» **DATA FOR THIS EXERCISE**:
BEGIN
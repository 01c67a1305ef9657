//! Database environment and write-transaction handles.

use crate::{provider::SchemaVersion, tables::Tables, StorageError};
use reth_db::{
    mdbx::{init_db_for, DatabaseArguments},
    DatabaseEnv,
};
use reth_db_api::Database;
use std::path::Path;
use tracing::{debug, info};

/// Schema version written into `DatabaseInfo` on creation; opening a
/// database recorded with a newer version is fatal.
pub const SCHEMA_VERSION: SchemaVersion = SchemaVersion { major: 1, minor: 0, patch: 0 };

/// Read-only transaction handle of the environment.
pub type RoTx = <DatabaseEnv as Database>::TX;

/// Read-write transaction handle of the environment.
pub type RwTx = <DatabaseEnv as Database>::TXMut;

/// An opened database environment.
///
/// Read transactions observe the snapshot taken at `begin`; write
/// transactions serialize; the pipeline is the one exclusive writer.
#[derive(Debug)]
pub struct Store {
    env: DatabaseEnv,
}

impl Store {
    /// Creates or opens the environment at `path` and initializes the
    /// table set. Bumps the recorded schema version forward; refuses to
    /// downgrade.
    pub fn open(path: &Path) -> Result<Self, StorageError> {
        let env = init_db_for::<_, Tables>(path, DatabaseArguments::default())
            .map_err(|err| StorageError::Init(err.to_string()))?;
        let store = Self { env };

        let tx = store.env.tx_mut()?;
        let recorded = crate::provider::read_schema_version(&tx)?;
        match recorded {
            Some(version) if version > SCHEMA_VERSION => {
                return Err(StorageError::SchemaDowngrade {
                    from: version.to_string(),
                    to: SCHEMA_VERSION.to_string(),
                });
            }
            Some(version) if version == SCHEMA_VERSION => {
                debug!(target: "storage", %version, "schema version up to date");
            }
            _ => {
                crate::provider::write_schema_version(&tx, SCHEMA_VERSION)?;
                info!(target: "storage", version = %SCHEMA_VERSION, "schema version recorded");
            }
        }
        tx.commit()?;
        Ok(store)
    }

    /// Begins a read-only transaction.
    pub fn ro_tx(&self) -> Result<RoTx, StorageError> {
        Ok(self.env.tx()?)
    }

    /// Begins the exclusive write transaction.
    pub fn begin_rw(&self) -> Result<StoreTx<'_>, StorageError> {
        Ok(StoreTx { env: &self.env, inner: Some(self.env.tx_mut()?), commit_disabled: false })
    }
}

/// The long-lived write transaction of the pipeline.
///
/// `commit_and_renew` keeps long work alive without holding one
/// transaction forever; disabling commit batches several stages
/// atomically, turning intermediate commits into no-ops.
#[derive(Debug)]
pub struct StoreTx<'db> {
    env: &'db DatabaseEnv,
    inner: Option<RwTx>,
    commit_disabled: bool,
}

impl StoreTx<'_> {
    /// The underlying transaction. The handle is always live between
    /// public calls; a missing one means the store was torn mid-commit,
    /// which is a process-fatal invariant violation.
    pub fn tx(&self) -> &RwTx {
        self.inner.as_ref().expect("write transaction is live")
    }

    /// Disables commit: subsequent [`Self::commit_and_renew`] calls become
    /// no-ops until re-enabled.
    pub fn disable_commit(&mut self) {
        self.commit_disabled = true;
    }

    /// Re-enables commit.
    pub fn enable_commit(&mut self) {
        self.commit_disabled = false;
    }

    /// Whether commit is currently disabled.
    pub fn commit_disabled(&self) -> bool {
        self.commit_disabled
    }

    /// Commits the transaction and immediately begins a new one.
    pub fn commit_and_renew(&mut self) -> Result<(), StorageError> {
        if self.commit_disabled {
            return Ok(());
        }
        if let Some(tx) = self.inner.take() {
            tx.commit()?;
        }
        self.inner = Some(self.env.tx_mut()?);
        Ok(())
    }

    /// Commits without renewing; the handle is spent afterwards.
    pub fn commit_and_stop(mut self) -> Result<(), StorageError> {
        if let Some(tx) = self.inner.take() {
            tx.commit()?;
        }
        Ok(())
    }

    /// Aborts the transaction, discarding uncommitted writes.
    pub fn abort(mut self) {
        if let Some(tx) = self.inner.take() {
            tx.abort();
        }
    }

    /// Discards uncommitted writes and begins a fresh transaction.
    pub fn rollback_and_renew(&mut self) -> Result<(), StorageError> {
        if let Some(tx) = self.inner.take() {
            tx.abort();
        }
        self.inner = Some(self.env.tx_mut()?);
        Ok(())
    }
}

#[cfg(test)]
mod tests {
    use super::*;
    use crate::{CanonicalHashes, HashValue};
    use alloy_primitives::B256;
    use reth_db_api::transaction::{DbTx, DbTxMut};
    use tempfile::TempDir;

    #[test]
    fn open_creates_tables_and_schema_version() {
        let dir = TempDir::new().unwrap();
        let store = Store::open(dir.path()).unwrap();
        let tx = store.ro_tx().unwrap();
        let version = crate::provider::read_schema_version(&tx).unwrap();
        assert_eq!(version, Some(SCHEMA_VERSION));
    }

    #[test]
    fn reopen_is_idempotent() {
        let dir = TempDir::new().unwrap();
        drop(Store::open(dir.path()).unwrap());
        assert!(Store::open(dir.path()).is_ok());
    }

    #[test]
    fn disabled_commit_discards_nothing_until_reenabled() {
        let dir = TempDir::new().unwrap();
        let store = Store::open(dir.path()).unwrap();

        let mut batch = store.begin_rw().unwrap();
        batch.disable_commit();
        batch.tx().put::<CanonicalHashes>(7, HashValue(B256::repeat_byte(1))).unwrap();
        batch.commit_and_renew().unwrap(); // no-op
        batch.enable_commit();
        batch.commit_and_renew().unwrap();
        batch.commit_and_stop().unwrap();

        let tx = store.ro_tx().unwrap();
        assert_eq!(tx.get::<CanonicalHashes>(7).unwrap(), Some(HashValue(B256::repeat_byte(1))));
    }

    #[test]
    fn abort_discards_writes() {
        let dir = TempDir::new().unwrap();
        let store = Store::open(dir.path()).unwrap();

        let batch = store.begin_rw().unwrap();
        batch.tx().put::<CanonicalHashes>(9, HashValue(B256::repeat_byte(2))).unwrap();
        batch.abort();

        let tx = store.ro_tx().unwrap();
        assert_eq!(tx.get::<CanonicalHashes>(9).unwrap(), None);
    }
}
//! The process-wide registry of known chains.

use crate::{ChainConfig, SealEngineType};
use alloy_primitives::{b256, uint, B256};
use std::collections::BTreeMap;

/// Hash of the mainnet genesis block.
pub const MAINNET_GENESIS_HASH: B256 =
    b256!("d4e56740f876aef8c010b86a40d5f56745a118d0906a34e69aec8c0db1cb8fa3");

/// Hash of the goerli genesis block.
pub const GOERLI_GENESIS_HASH: B256 =
    b256!("bf7e331f7f7c1dd2e05159666b3bf8bc7a8a3a9eb1d518969eab529dd9b88c1a");

/// Hash of the rinkeby genesis block.
pub const RINKEBY_GENESIS_HASH: B256 =
    b256!("6341fd3daf94b748c72ced5a5b26028f2474f5f00d824504e4fa37a75767e177");

/// Hash of the sepolia genesis block.
pub const SEPOLIA_GENESIS_HASH: B256 =
    b256!("25a5cc106eea7138acab33231d7160d69cb777ee0c2c553fcddf5138993e6dd9");

lazy_static::lazy_static! {
    /// Ethereum mainnet.
    pub static ref MAINNET_CONFIG: ChainConfig = ChainConfig {
        chain_id: 1,
        seal_engine: SealEngineType::Ethash,
        homestead_block: Some(1_150_000),
        dao_block: Some(1_920_000),
        tangerine_whistle_block: Some(2_463_000),
        spurious_dragon_block: Some(2_675_000),
        byzantium_block: Some(4_370_000),
        constantinople_block: Some(7_280_000),
        petersburg_block: Some(7_280_000),
        istanbul_block: Some(9_069_000),
        muir_glacier_block: Some(9_200_000),
        berlin_block: Some(12_244_000),
        london_block: Some(12_965_000),
        arrow_glacier_block: Some(13_773_000),
        gray_glacier_block: Some(15_050_000),
        terminal_total_difficulty: Some(uint!(58750000000000000000000_U256)),
        ..Default::default()
    };

    /// The goerli proof-of-authority testnet.
    pub static ref GOERLI_CONFIG: ChainConfig = ChainConfig {
        chain_id: 5,
        seal_engine: SealEngineType::Clique,
        homestead_block: Some(0),
        tangerine_whistle_block: Some(0),
        spurious_dragon_block: Some(0),
        byzantium_block: Some(0),
        constantinople_block: Some(0),
        petersburg_block: Some(0),
        istanbul_block: Some(1_561_651),
        berlin_block: Some(4_460_644),
        london_block: Some(5_062_605),
        terminal_total_difficulty: Some(uint!(10790000_U256)),
        ..Default::default()
    };

    /// The rinkeby proof-of-authority testnet.
    pub static ref RINKEBY_CONFIG: ChainConfig = ChainConfig {
        chain_id: 4,
        seal_engine: SealEngineType::Clique,
        homestead_block: Some(1),
        tangerine_whistle_block: Some(2),
        spurious_dragon_block: Some(3),
        byzantium_block: Some(1_035_301),
        constantinople_block: Some(3_660_663),
        petersburg_block: Some(4_321_234),
        istanbul_block: Some(5_435_345),
        berlin_block: Some(8_290_928),
        london_block: Some(8_897_988),
        ..Default::default()
    };

    /// The sepolia proof-of-work-launched testnet.
    pub static ref SEPOLIA_CONFIG: ChainConfig = ChainConfig {
        chain_id: 11_155_111,
        seal_engine: SealEngineType::Ethash,
        homestead_block: Some(0),
        tangerine_whistle_block: Some(0),
        spurious_dragon_block: Some(0),
        byzantium_block: Some(0),
        constantinople_block: Some(0),
        petersburg_block: Some(0),
        istanbul_block: Some(0),
        muir_glacier_block: Some(0),
        berlin_block: Some(0),
        london_block: Some(0),
        terminal_total_difficulty: Some(uint!(17000000000000000_U256)),
        merge_netsplit_block: Some(1_735_371),
        ..Default::default()
    };

    static ref KNOWN_CHAINS: Vec<(&'static str, &'static ChainConfig)> = vec![
        ("mainnet", &*MAINNET_CONFIG),
        ("goerli", &*GOERLI_CONFIG),
        ("rinkeby", &*RINKEBY_CONFIG),
        ("sepolia", &*SEPOLIA_CONFIG),
    ];
}

/// Looks up a known chain by its chain id.
pub fn known_chain_by_id(chain_id: u64) -> Option<(&'static str, &'static ChainConfig)> {
    KNOWN_CHAINS.iter().copied().find(|(_, config)| config.chain_id == chain_id)
}

/// Looks up a known chain by its identifier, e.g. `"mainnet"`.
pub fn known_chain_by_name(name: &str) -> Option<(&'static str, &'static ChainConfig)> {
    let name = name.to_ascii_lowercase();
    KNOWN_CHAINS.iter().copied().find(|(ident, _)| *ident == name)
}

/// All known chain identifiers mapped to their chain ids.
pub fn known_chains() -> BTreeMap<&'static str, u64> {
    KNOWN_CHAINS.iter().map(|(ident, config)| (*ident, config.chain_id)).collect()
}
END
» **THE TASK**: The lines to return are those in the records above that hold the word "struct".

» **ANSWER SECTION**:
pub struct Store {
pub struct StoreTx<'db> {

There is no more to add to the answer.